**PROMPT:** Copy every line from the records below that carries the word "struct".

**Stored data entries:**
- - - - - - -
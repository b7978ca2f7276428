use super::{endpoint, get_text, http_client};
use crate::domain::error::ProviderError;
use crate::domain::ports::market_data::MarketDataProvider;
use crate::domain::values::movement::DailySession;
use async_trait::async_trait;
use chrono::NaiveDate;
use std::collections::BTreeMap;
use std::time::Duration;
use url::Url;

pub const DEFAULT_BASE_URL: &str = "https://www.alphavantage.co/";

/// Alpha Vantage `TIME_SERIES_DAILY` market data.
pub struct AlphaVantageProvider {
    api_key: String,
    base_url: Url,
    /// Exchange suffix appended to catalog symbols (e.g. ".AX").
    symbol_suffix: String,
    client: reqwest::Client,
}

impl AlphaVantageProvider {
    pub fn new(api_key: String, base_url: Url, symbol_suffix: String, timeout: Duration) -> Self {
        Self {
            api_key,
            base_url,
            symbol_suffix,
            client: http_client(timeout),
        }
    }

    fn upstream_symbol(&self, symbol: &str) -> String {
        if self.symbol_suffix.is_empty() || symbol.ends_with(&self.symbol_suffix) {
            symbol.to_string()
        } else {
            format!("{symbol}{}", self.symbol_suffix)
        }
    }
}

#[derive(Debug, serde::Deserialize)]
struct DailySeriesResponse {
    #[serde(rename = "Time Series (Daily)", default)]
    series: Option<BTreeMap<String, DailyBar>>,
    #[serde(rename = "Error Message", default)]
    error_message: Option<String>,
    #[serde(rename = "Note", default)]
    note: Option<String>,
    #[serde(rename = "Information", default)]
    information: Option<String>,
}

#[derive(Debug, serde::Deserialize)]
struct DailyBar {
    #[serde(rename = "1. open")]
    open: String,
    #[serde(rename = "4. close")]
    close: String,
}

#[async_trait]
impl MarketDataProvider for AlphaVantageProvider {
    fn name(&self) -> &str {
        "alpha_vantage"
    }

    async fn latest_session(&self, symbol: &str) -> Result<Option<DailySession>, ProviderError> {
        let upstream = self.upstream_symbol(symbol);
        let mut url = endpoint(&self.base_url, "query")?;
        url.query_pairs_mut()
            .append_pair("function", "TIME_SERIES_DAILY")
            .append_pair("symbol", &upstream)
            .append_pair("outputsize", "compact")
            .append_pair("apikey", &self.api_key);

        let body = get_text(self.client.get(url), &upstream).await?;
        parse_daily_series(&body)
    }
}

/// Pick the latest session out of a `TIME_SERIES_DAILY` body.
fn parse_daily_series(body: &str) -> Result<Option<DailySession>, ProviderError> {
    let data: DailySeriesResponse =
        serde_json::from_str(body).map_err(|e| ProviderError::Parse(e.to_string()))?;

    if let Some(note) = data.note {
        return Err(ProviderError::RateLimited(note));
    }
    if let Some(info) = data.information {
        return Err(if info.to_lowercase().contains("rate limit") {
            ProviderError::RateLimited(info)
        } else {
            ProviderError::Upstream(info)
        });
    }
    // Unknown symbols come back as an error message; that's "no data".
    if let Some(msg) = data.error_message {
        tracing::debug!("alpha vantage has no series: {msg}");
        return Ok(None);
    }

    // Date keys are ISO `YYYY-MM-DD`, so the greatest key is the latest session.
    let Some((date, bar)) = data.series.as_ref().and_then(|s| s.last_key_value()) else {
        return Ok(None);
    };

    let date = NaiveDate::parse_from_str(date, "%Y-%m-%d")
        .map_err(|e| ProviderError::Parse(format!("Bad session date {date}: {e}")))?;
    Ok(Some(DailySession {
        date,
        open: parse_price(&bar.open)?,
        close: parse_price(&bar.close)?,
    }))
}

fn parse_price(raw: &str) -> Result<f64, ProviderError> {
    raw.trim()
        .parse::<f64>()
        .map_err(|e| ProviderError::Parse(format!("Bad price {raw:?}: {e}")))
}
- - - - - - -
**RESULT:**
pub struct AlphaVantageProvider {
struct DailySeriesResponse {
struct DailyBar {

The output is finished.